WHAT TO DO: In the records below, find the lines that include the string "BatchOutcome" and report how many there are, nothing else.

(Data entries)
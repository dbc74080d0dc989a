//! Batch sizing and the quiz-facing batch types.

use serde::{Deserialize, Serialize};

use danci_srs::{Algorithm, QuizDifficulty, Rating};

/// Session size for a given number of due items
pub fn recommended_batch_size(due_count: usize) -> usize {
    match due_count {
        0..=10 => due_count,
        11..=25 => 15,
        26..=50 => 20,
        _ => 25,
    }
}

/// How many due candidates to load before ranking and truncating to `limit`.
///
/// FSRS over-fetches so its priority score can reorder the pool.
pub fn candidate_pool_size(algorithm: Algorithm, limit: usize) -> usize {
    match algorithm {
        Algorithm::Classic => limit,
        Algorithm::Fsrs => limit
            .saturating_mul(3)
            .min(limit.saturating_add(50))
            .max(limit),
    }
}

/// One answered quiz question
#[derive(Debug, Clone, PartialEq, Serialize, Deserialize)]
#[serde(rename_all = "camelCase")]
pub struct QuizResult {
    pub item_id: String,
    pub correct: bool,
    pub response_time_ms: Option<i64>,
    pub difficulty: Option<QuizDifficulty>,
}

impl QuizResult {
    pub fn new(item_id: impl Into<String>, correct: bool) -> Self {
        Self {
            item_id: item_id.into(),
            correct,
            response_time_ms: None,
            difficulty: None,
        }
    }

    pub fn with_response_time(mut self, ms: i64) -> Self {
        self.response_time_ms = Some(ms);
        self
    }

    pub fn with_difficulty(mut self, difficulty: QuizDifficulty) -> Self {
        self.difficulty = Some(difficulty);
        self
    }

    pub fn rating(&self) -> Rating {
        Rating::from_quiz(self.correct, self.response_time_ms, self.difficulty)
    }
}

#[derive(Debug, Clone, PartialEq, Serialize, Deserialize)]
#[serde(rename_all = "camelCase")]
pub struct BatchFailure {
    pub item_id: String,
    pub error: String,
}

#[derive(Debug, Clone, Default, PartialEq, Serialize, Deserialize)]
#[serde(rename_all = "camelCase")]
pub struct BatchOutcome {
    pub processed: usize,
    pub failures: Vec<BatchFailure>,
}

impl BatchOutcome {
    pub fn is_clean(&self) -> bool {
        self.failures.is_empty()
    }
}

/// Learner's explicit self-assessment of an item
#[derive(Debug, Clone, Copy, PartialEq, Eq, Serialize, Deserialize)]
#[serde(rename_all = "lowercase")]
pub enum DifficultyMark {
    Easy,
    Hard,
}

impl DifficultyMark {
    pub fn rating(self) -> Rating {
        match self {
            Self::Easy => Rating::Easy,
            Self::Hard => Rating::Hard,
        }
    }
}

ANSWER TO THIS PROBLEM: 2